__TASK__. Print the line that has "cpu.software_interrupt(Interrupt::Brk);" in it, then every remaining line of the data, exactly and without anything extra.

__EXERCISE MATERIALS__.
####

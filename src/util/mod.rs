//! Shared utilities

pub mod config;

pub use config::ExportConfig;
//! High-level operations.

pub mod export;

pub use export::{export, render, ExportError, ExportReport, RenderedExport};
//! Graph fixtures for unit tests.

use crate::core::context::BuildContext;
use crate::core::cpp_info::CppInfo;
use crate::core::graph::{DependencyGraph, DependencyNode};

/// Build context used by most tests.
pub fn windows_release() -> BuildContext {
    BuildContext::new("Windows", "x86_64", "Release")
}

/// A small graph covering every category.
///
/// host: app, zlib, openssl (two components); test: gtest; build: nasm.
pub fn sample_graph() -> DependencyGraph {
    let app = DependencyNode::new("app").with_component(
        CppInfo::new()
            .with_includedir("C:\\work\\app\\include")
            .with_define("APP_STATIC"),
    );

    let zlib = DependencyNode::new("zlib").with_component(
        CppInfo::new()
            .with_includedir("C:\\inc")
            .with_libdir("C:\\lib")
            .with_lib("z"),
    );

    let openssl = DependencyNode::new("openssl")
        .with_component(
            CppInfo::new()
                .with_includedir("C:\\openssl\\include")
                .with_lib("ssl")
                .with_system_lib("dl"),
        )
        .with_component(
            CppInfo::new()
                .with_includedir("C:\\openssl\\include")
                .with_lib("crypto")
                .with_system_lib("pthread"),
        );

    let gtest = DependencyNode::new("gtest").with_component(CppInfo {
        libs: vec!["gtest".into(), "gtest_main".into()],
        cxxflags: vec!["-std=c++14".into()],
        ..Default::default()
    });

    let nasm = DependencyNode::new("nasm").with_component(CppInfo {
        bindirs: vec!["C:\\nasm\\bin".into()],
        ..Default::default()
    });

    DependencyGraph::new()
        .with_host(app)
        .with_host(zlib)
        .with_host(openssl)
        .with_test(gtest)
        .with_build(nasm)
}
impl<B: Bus> Cpu<B> {
    // --- flag set/clear ---------------------------------------------------
    pub(crate) fn clc(cpu: &mut Self) {
        cpu.carry = false;
        cpu.one_cycle();
    }

    pub(crate) fn sec(cpu: &mut Self) {
        cpu.carry = true;
        cpu.one_cycle();
    }

    pub(crate) fn cld(cpu: &mut Self) {
        cpu.regs.pl &= !FLAG_D;
        cpu.one_cycle();
    }

    pub(crate) fn sed(cpu: &mut Self) {
        cpu.regs.pl |= FLAG_D;
        cpu.one_cycle();
    }

    pub(crate) fn cli(cpu: &mut Self) {
        cpu.one_cycle();
        cpu.regs.pl &= !FLAG_I;
    }

    pub(crate) fn sei(cpu: &mut Self) {
        cpu.one_cycle();
        cpu.regs.pl |= FLAG_I;
    }

    pub(crate) fn clv(cpu: &mut Self) {
        cpu.overflow = false;
        cpu.one_cycle();
    }

    // --- REP / SEP --------------------------------------------------------
    pub(crate) fn rep(cpu: &mut Self) {
        let mask = !cpu.fetch_byte();
        cpu.regs.pl &= mask;
        cpu.carry &= mask & FLAG_C != 0;
        cpu.overflow &= mask & FLAG_V != 0;
        cpu.negative &= mask;
        cpu.zero |= !mask & FLAG_Z;
        cpu.one_cycle();
        cpu.update_mode();
    }

    pub(crate) fn sep(cpu: &mut Self) {
        let bits = cpu.fetch_byte();
        cpu.regs.pl |= bits;
        cpu.carry |= bits & FLAG_C != 0;
        cpu.overflow |= bits & FLAG_V != 0;
        cpu.negative |= bits;
        if bits & FLAG_Z != 0 {
            cpu.zero = 0;
        }
        cpu.one_cycle();
        cpu.update_mode();
    }

    // --- transfers --------------------------------------------------------
    pub(crate) fn tax_x1(cpu: &mut Self) {
        cpu.one_cycle();
        let v = cpu.regs.al();
        cpu.regs.set_xl(v);
        cpu.set_zn8(v);
    }

    pub(crate) fn tax_x0(cpu: &mut Self) {
        cpu.one_cycle();
        let v = cpu.regs.a;
        cpu.regs.x = v;
        cpu.set_zn16(v);
    }

    pub(crate) fn tax_slow(cpu: &mut Self) {
        if cpu.index8() {
            Self::tax_x1(cpu);
        } else {
            Self::tax_x0(cpu);
        }
    }

    pub(crate) fn tay_x1(cpu: &mut Self) {
        cpu.one_cycle();
        let v = cpu.regs.al();
        cpu.regs.set_yl(v);
        cpu.set_zn8(v);
    }

    pub(crate) fn tay_x0(cpu: &mut Self) {
        cpu.one_cycle();
        let v = cpu.regs.a;
        cpu.regs.y = v;
        cpu.set_zn16(v);
    }

    pub(crate) fn tay_slow(cpu: &mut Self) {
        if cpu.index8() {
            Self::tay_x1(cpu);
        } else {
            Self::tay_x0(cpu);
        }
    }

    pub(crate) fn txa_m1(cpu: &mut Self) {
        cpu.one_cycle();
        let v = cpu.regs.xl();
        cpu.regs.set_al(v);
        cpu.set_zn8(v);
    }

    pub(crate) fn txa_m0(cpu: &mut Self) {
        cpu.one_cycle();
        let v = cpu.regs.x;
        cpu.regs.a = v;
        cpu.set_zn16(v);
    }

    pub(crate) fn txa_slow(cpu: &mut Self) {
        if cpu.mem8() {
            Self::txa_m1(cpu);
        } else {
            Self::txa_m0(cpu);
        }
    }

    pub(crate) fn tya_m1(cpu: &mut Self) {
        cpu.one_cycle();
        let v = cpu.regs.yl();
        cpu.regs.set_al(v);
        cpu.set_zn8(v);
    }

    pub(crate) fn tya_m0(cpu: &mut Self) {
        cpu.one_cycle();
        let v = cpu.regs.y;
        cpu.regs.a = v;
        cpu.set_zn16(v);
    }

    pub(crate) fn tya_slow(cpu: &mut Self) {
        if cpu.mem8() {
            Self::tya_m1(cpu);
        } else {
            Self::tya_m0(cpu);
        }
    }

    pub(crate) fn txy_x1(cpu: &mut Self) {
        cpu.one_cycle();
        let v = cpu.regs.xl();
        cpu.regs.set_yl(v);
        cpu.set_zn8(v);
    }

    pub(crate) fn txy_x0(cpu: &mut Self) {
        cpu.one_cycle();
        let v = cpu.regs.x;
        cpu.regs.y = v;
        cpu.set_zn16(v);
    }

    pub(crate) fn txy_slow(cpu: &mut Self) {
        if cpu.index8() {
            Self::txy_x1(cpu);
        } else {
            Self::txy_x0(cpu);
        }
    }

    pub(crate) fn tyx_x1(cpu: &mut Self) {
        cpu.one_cycle();
        let v = cpu.regs.yl();
        cpu.regs.set_xl(v);
        cpu.set_zn8(v);
    }

    pub(crate) fn tyx_x0(cpu: &mut Self) {
        cpu.one_cycle();
        let v = cpu.regs.y;
        cpu.regs.x = v;
        cpu.set_zn16(v);
    }

    pub(crate) fn tyx_slow(cpu: &mut Self) {
        if cpu.index8() {
            Self::tyx_x1(cpu);
        } else {
            Self::tyx_x0(cpu);
        }
    }

    pub(crate) fn tsx_x1(cpu: &mut Self) {
        cpu.one_cycle();
        let v = cpu.regs.sl();
        cpu.regs.set_xl(v);
        cpu.set_zn8(v);
    }

    pub(crate) fn tsx_x0(cpu: &mut Self) {
        cpu.one_cycle();
        let v = cpu.regs.s;
        cpu.regs.x = v;
        cpu.set_zn16(v);
    }

    pub(crate) fn tsx_slow(cpu: &mut Self) {
        if cpu.index8() {
            Self::tsx_x1(cpu);
        } else {
            Self::tsx_x0(cpu);
        }
    }

    /// TXS is always a 16-bit transfer and sets no flags; emulation mode
    /// re-latches the stack page.
    pub(crate) fn txs(cpu: &mut Self) {
        cpu.one_cycle();
        cpu.regs.s = cpu.regs.x;
        if cpu.regs.e {
            cpu.regs.set_sh(0x01);
        }
    }

    pub(crate) fn tcd(cpu: &mut Self) {
        cpu.one_cycle();
        let v = cpu.regs.a;
        cpu.regs.d = v;
        cpu.set_zn16(v);
    }

    pub(crate) fn tdc(cpu: &mut Self) {
        cpu.one_cycle();
        let v = cpu.regs.d;
        cpu.regs.a = v;
        cpu.set_zn16(v);
    }

    pub(crate) fn tcs(cpu: &mut Self) {
        cpu.one_cycle();
        cpu.regs.s = cpu.regs.a;
        if cpu.regs.e {
            cpu.regs.set_sh(0x01);
        }
    }

    pub(crate) fn tsc(cpu: &mut Self) {
        cpu.one_cycle();
        let v = cpu.regs.s;
        cpu.regs.a = v;
        cpu.set_zn16(v);
    }

    // --- XBA / XCE --------------------------------------------------------
    pub(crate) fn xba(cpu: &mut Self) {
        let lo = cpu.regs.al();
        let hi = cpu.regs.ah();
        cpu.regs.set_al(hi);
        cpu.regs.set_ah(lo);
        cpu.set_zn8(hi);
        cpu.two_cycles();
    }

    pub(crate) fn xce(cpu: &mut Self) {
        cpu.one_cycle();
        let carry = cpu.carry;
        cpu.carry = cpu.regs.e;
        cpu.regs.e = carry;
        if cpu.regs.e {
            cpu.regs.set_sh(0x01);
        }
        cpu.update_mode();
    }

    // --- NOP / WDM --------------------------------------------------------
    pub(crate) fn nop(cpu: &mut Self) {
        cpu.one_cycle();
    }

    /// Opcode 0x42. Architecturally WDM, a two-byte reserved no-op; with
    /// speed hacks enabled the operand encodes a compact backward branch.
    pub(crate) fn wdm_or_hack(cpu: &mut Self) {
        if !cpu.speed_hacks {
            let _ = cpu.fetch_byte();
            return;
        }
        let next = cpu.fetch_byte();
        cpu.force_shutdown();
        let offset = (0xF0 | (next & 0x0F)) as i8;
        let target = cpu.regs.pc.wrapping_add(offset as u16);
        let e = cpu.regs.e;
        match next & 0xF0 {
            0x10 => {
                let cond = cpu.negative & 0x80 == 0;
                cpu.hack_branch(target, cond, e);
            }
            0x30 => {
                let cond = cpu.negative & 0x80 != 0;
                cpu.hack_branch(target, cond, e);
            }
            0x50 => {
                let cond = !cpu.overflow;
                cpu.hack_branch(target, cond, e);
            }
            0x70 => {
                let cond = cpu.overflow;
                cpu.hack_branch(target, cond, e);
            }
            0x80 => cpu.take_branch(target, e),
            0x90 => {
                let cond = !cpu.carry;
                cpu.hack_branch(target, cond, e);
            }
            0xB0 => {
                let cond = cpu.carry;
                cpu.hack_branch(target, cond, e);
            }
            0xD0 => {
                let cond = cpu.zero != 0;
                cpu.hack_branch(target, cond, e);
            }
            0xF0 => {
                let cond = cpu.zero == 0;
                cpu.hack_branch(target, cond, e);
            }
            _ => {}
        }
    }

    fn hack_branch(&mut self, target: u16, cond: bool, e_penalty: bool) {
        if self.branch_skip {
            self.branch_skip = false;
            if self.regs.pc > target {
                return;
            }
        }
        if cond {
            self.take_branch(target, e_penalty);
        }
    }

    // --- WAI / STP --------------------------------------------------------
    pub(crate) fn wai(cpu: &mut Self) {
        cpu.waiting_for_interrupt = true;
        cpu.regs.pc = cpu.regs.pc.wrapping_sub(1);
        if cpu.shutdown_enabled && !cpu.flags.intersects(EventFlags::IRQ | EventFlags::NMI) {
            if cpu.cycles < cpu.next_event {
                cpu.cycles = cpu.next_event;
            }
        } else {
            cpu.one_cycle();
        }
    }

    fn stp(cpu: &mut Self) {
        cpu.regs.pc = cpu.regs.pc.wrapping_sub(1);
        cpu.one_cycle();
        cpu.flags.insert(EventFlags::HALTED);
    }

    /// Opcode 0xDB. Architecturally STP; with speed hacks enabled the next
    /// byte encodes a BNE/BEQ with a widened offset.
    pub(crate) fn stp_or_hack(cpu: &mut Self) {
        if !cpu.speed_hacks {
            Self::stp(cpu);
            return;
        }
        let next = cpu.fetch_byte();
        cpu.force_shutdown();
        let offset = ((next & 0x7F) | ((next & 0x40) << 1)) as i8;
        let target = cpu.regs.pc.wrapping_add(offset as u16);
        let e = cpu.regs.e;
        if next & 0x80 == 0 {
            let cond = cpu.zero != 0;
            cpu.hack_branch(target, cond, e);
        } else {
            let cond = cpu.zero == 0;
            cpu.hack_branch(target, cond, e);
        }
    }

    // --- software interrupts ----------------------------------------------
    pub(crate) fn brk(cpu: &mut Self) {
        cpu.software_interrupt(Interrupt::Brk);
    }

    pub(crate) fn cop(cpu: &mut Self) {
        cpu.software_interrupt(Interrupt::Cop);
    }
}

####

__WRITTEN SOLUTION__.
        cpu.software_interrupt(Interrupt::Brk);
    }

    pub(crate) fn cop(cpu: &mut Self) {
        cpu.software_interrupt(Interrupt::Cop);
    }
}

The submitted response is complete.